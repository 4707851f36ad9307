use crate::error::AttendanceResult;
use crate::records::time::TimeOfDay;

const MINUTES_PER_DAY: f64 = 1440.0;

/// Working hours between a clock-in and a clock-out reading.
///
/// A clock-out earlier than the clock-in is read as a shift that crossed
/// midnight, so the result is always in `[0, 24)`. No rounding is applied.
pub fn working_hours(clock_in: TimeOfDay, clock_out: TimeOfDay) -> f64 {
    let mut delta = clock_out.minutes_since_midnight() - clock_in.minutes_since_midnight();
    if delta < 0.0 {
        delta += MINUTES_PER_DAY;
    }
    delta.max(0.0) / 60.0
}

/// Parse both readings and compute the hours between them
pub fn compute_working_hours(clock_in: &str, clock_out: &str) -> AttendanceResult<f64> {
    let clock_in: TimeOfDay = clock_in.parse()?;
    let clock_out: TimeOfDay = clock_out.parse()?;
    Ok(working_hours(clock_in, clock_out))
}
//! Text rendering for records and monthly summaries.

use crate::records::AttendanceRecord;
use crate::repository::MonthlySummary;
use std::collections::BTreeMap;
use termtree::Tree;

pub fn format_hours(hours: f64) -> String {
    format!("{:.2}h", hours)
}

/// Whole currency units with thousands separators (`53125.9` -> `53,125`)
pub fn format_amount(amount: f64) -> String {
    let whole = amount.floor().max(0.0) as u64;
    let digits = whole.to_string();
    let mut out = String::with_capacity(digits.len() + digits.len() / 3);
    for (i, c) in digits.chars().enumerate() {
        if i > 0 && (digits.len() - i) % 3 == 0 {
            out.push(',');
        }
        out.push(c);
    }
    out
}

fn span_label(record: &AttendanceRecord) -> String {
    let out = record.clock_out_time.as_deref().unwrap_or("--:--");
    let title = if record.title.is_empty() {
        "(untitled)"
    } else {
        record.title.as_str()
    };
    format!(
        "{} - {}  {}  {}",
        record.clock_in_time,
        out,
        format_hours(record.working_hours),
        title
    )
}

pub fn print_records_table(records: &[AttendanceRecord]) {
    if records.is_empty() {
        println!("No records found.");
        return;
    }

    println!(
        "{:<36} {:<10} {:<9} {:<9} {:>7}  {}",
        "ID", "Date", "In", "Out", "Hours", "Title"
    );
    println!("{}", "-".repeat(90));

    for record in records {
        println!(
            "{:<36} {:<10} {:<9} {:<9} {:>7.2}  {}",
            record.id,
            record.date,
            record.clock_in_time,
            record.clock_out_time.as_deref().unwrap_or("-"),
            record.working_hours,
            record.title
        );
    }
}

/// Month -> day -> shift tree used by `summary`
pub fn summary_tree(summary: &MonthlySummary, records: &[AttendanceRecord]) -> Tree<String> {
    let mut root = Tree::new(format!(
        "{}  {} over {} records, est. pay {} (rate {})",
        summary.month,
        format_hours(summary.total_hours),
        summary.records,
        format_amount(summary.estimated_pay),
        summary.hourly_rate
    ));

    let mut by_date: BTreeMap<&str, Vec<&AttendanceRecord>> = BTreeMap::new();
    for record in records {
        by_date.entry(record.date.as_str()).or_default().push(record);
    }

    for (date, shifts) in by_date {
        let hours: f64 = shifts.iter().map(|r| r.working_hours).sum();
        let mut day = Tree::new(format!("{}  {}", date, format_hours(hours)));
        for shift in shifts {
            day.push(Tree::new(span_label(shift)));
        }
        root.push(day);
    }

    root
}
+ + +
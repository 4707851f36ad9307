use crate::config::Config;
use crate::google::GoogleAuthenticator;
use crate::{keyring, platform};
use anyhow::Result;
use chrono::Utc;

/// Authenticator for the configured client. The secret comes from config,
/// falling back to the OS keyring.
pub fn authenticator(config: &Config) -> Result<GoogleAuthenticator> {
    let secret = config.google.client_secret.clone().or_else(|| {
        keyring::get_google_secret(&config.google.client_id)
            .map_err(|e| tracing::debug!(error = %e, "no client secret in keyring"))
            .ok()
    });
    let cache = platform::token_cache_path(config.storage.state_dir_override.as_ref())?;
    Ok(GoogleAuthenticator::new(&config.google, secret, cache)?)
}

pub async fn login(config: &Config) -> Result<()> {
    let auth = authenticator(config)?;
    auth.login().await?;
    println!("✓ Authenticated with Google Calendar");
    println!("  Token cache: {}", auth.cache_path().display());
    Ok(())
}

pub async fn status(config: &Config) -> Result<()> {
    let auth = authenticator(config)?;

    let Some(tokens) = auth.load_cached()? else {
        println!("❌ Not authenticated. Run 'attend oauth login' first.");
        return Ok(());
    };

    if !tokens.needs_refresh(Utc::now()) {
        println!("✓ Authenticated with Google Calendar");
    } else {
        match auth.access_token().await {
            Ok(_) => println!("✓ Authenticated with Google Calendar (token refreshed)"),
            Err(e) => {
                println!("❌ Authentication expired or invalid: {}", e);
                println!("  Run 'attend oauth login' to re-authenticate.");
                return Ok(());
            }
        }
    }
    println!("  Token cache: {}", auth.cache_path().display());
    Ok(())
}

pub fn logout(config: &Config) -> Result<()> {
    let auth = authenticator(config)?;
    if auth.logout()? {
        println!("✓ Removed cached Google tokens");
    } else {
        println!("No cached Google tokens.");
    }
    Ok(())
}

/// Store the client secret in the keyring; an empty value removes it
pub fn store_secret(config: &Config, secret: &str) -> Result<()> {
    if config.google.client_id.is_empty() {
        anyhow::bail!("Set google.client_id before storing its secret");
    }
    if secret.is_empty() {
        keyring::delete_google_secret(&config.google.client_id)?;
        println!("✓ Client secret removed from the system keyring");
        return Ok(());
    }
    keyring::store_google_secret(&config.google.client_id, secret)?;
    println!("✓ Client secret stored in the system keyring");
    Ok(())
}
+ + +
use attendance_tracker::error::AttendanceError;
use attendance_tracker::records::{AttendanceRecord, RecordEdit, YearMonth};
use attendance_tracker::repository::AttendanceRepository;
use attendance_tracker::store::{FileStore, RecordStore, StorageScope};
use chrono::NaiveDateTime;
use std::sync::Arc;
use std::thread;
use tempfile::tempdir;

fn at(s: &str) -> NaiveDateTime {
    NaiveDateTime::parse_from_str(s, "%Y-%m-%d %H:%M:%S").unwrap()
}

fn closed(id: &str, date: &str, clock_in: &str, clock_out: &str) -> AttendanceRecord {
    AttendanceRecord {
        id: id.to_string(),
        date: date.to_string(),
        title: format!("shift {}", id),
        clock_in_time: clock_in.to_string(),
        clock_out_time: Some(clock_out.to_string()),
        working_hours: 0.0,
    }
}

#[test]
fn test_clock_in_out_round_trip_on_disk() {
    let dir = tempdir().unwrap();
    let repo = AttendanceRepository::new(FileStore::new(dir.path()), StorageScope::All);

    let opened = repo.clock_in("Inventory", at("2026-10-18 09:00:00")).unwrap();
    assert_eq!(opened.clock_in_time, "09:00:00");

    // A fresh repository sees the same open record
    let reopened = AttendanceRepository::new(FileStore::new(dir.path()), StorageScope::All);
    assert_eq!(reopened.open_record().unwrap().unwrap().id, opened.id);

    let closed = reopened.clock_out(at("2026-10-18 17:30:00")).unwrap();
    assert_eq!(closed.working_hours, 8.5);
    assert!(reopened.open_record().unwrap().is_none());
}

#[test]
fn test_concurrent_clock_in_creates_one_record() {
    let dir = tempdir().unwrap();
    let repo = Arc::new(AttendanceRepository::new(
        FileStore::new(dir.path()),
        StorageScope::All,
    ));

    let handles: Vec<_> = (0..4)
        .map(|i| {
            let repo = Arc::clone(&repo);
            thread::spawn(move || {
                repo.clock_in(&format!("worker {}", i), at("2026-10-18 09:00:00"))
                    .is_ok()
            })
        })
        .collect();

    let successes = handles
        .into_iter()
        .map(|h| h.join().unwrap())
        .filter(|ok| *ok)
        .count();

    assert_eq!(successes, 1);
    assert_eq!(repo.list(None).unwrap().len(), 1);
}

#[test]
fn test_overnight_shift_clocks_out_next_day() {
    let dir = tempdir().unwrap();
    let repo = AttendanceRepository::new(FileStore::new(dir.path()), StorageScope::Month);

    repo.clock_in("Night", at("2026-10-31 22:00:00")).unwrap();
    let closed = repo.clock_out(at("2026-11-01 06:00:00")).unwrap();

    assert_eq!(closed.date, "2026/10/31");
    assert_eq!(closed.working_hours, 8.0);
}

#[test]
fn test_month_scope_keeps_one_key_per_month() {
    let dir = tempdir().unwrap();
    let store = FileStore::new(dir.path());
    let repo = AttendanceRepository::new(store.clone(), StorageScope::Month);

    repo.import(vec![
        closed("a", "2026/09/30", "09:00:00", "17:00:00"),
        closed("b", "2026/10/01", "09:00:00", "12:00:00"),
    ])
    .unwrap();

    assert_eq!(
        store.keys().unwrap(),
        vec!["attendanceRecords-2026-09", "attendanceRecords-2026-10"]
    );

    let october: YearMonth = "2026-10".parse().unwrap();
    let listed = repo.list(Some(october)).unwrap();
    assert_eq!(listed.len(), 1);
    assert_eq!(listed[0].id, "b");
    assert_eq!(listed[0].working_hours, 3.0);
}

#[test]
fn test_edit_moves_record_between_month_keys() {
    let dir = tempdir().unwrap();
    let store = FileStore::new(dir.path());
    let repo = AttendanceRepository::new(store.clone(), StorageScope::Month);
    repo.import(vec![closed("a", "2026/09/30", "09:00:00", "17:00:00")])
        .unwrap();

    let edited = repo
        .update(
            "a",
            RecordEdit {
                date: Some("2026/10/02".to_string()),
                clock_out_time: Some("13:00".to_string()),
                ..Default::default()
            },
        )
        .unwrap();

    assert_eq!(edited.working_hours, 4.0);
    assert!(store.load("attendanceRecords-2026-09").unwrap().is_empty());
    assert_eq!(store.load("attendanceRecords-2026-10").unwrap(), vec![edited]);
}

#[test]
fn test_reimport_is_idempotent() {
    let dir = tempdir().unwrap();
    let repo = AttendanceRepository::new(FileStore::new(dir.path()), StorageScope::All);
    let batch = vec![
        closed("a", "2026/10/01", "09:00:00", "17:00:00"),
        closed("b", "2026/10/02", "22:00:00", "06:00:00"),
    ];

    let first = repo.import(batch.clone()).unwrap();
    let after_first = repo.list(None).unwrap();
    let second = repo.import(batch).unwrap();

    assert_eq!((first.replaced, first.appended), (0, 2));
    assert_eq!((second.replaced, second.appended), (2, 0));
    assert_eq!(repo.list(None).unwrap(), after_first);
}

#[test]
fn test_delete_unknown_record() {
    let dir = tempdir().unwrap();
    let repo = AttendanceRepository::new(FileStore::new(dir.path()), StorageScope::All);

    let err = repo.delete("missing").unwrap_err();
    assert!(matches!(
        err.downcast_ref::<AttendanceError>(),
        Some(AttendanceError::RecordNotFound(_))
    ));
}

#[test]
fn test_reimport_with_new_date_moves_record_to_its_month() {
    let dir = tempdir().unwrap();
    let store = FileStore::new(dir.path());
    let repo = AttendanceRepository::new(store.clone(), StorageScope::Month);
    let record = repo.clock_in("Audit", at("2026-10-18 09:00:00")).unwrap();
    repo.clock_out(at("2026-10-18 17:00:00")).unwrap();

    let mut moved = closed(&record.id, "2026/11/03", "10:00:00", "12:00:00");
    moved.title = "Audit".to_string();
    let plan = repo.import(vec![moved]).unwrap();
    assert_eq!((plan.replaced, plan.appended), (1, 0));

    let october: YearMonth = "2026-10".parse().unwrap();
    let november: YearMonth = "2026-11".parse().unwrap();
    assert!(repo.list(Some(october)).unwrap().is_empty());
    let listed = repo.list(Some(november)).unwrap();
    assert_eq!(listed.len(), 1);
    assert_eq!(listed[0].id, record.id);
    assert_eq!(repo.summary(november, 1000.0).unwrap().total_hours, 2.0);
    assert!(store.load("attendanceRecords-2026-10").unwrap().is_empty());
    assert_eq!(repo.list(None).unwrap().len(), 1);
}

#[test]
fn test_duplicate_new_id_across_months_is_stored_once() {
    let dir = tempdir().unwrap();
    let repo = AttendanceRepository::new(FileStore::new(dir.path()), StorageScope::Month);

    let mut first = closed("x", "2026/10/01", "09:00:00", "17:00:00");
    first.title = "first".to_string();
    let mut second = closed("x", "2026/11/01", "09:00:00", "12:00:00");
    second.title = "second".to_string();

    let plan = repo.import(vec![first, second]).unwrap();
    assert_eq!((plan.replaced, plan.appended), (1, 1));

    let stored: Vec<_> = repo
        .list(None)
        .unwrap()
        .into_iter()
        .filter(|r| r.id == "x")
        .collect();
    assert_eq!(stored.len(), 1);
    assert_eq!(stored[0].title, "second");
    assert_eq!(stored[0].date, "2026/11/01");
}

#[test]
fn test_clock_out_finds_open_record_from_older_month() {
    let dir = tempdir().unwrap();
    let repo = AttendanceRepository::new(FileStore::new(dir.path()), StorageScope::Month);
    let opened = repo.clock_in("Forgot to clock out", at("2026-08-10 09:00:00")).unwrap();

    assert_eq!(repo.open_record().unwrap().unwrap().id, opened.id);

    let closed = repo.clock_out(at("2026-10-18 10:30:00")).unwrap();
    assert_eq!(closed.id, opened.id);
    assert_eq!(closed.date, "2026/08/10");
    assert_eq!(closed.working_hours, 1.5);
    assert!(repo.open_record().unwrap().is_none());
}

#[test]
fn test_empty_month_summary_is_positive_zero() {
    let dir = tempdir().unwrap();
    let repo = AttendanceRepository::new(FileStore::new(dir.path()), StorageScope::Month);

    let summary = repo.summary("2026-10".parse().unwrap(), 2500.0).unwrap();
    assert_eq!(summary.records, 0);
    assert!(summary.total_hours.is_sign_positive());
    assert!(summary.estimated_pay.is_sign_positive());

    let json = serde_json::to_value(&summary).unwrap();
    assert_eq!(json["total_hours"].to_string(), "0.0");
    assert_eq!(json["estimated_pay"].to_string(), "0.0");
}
+ + +
Give the number of lines in the entries that hold the word "successes", and nothing else.

*Task response:* 2